(Beginning of Supplied data)
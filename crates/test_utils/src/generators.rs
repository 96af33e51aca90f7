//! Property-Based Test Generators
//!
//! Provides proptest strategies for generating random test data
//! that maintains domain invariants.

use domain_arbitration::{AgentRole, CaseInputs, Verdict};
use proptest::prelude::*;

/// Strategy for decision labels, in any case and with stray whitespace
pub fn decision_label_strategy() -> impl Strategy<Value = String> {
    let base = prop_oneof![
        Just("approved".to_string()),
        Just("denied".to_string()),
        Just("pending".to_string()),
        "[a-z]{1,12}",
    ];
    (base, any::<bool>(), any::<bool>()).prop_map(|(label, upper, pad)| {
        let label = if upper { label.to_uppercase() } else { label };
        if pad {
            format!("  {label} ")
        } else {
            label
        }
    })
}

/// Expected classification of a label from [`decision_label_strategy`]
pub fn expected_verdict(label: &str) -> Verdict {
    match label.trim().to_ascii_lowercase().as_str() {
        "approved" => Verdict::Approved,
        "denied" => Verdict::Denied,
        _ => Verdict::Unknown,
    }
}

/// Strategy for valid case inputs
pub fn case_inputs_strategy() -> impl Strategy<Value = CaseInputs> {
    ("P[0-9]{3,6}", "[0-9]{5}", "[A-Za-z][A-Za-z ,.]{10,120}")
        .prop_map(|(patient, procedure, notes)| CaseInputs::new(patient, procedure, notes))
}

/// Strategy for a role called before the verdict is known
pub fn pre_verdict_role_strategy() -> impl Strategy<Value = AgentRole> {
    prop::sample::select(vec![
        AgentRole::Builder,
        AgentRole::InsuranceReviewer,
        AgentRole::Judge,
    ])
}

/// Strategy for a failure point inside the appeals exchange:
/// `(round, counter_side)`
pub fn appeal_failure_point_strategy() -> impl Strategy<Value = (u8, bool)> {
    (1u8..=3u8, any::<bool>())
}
(End of Supplied data)
> What is expected
Every line of the entries above that includes "upper" should be copied.

> Answer space
    (base, any::<bool>(), any::<bool>()).prop_map(|(label, upper, pad)| {
        let label = if upper { label.to_uppercase() } else { label };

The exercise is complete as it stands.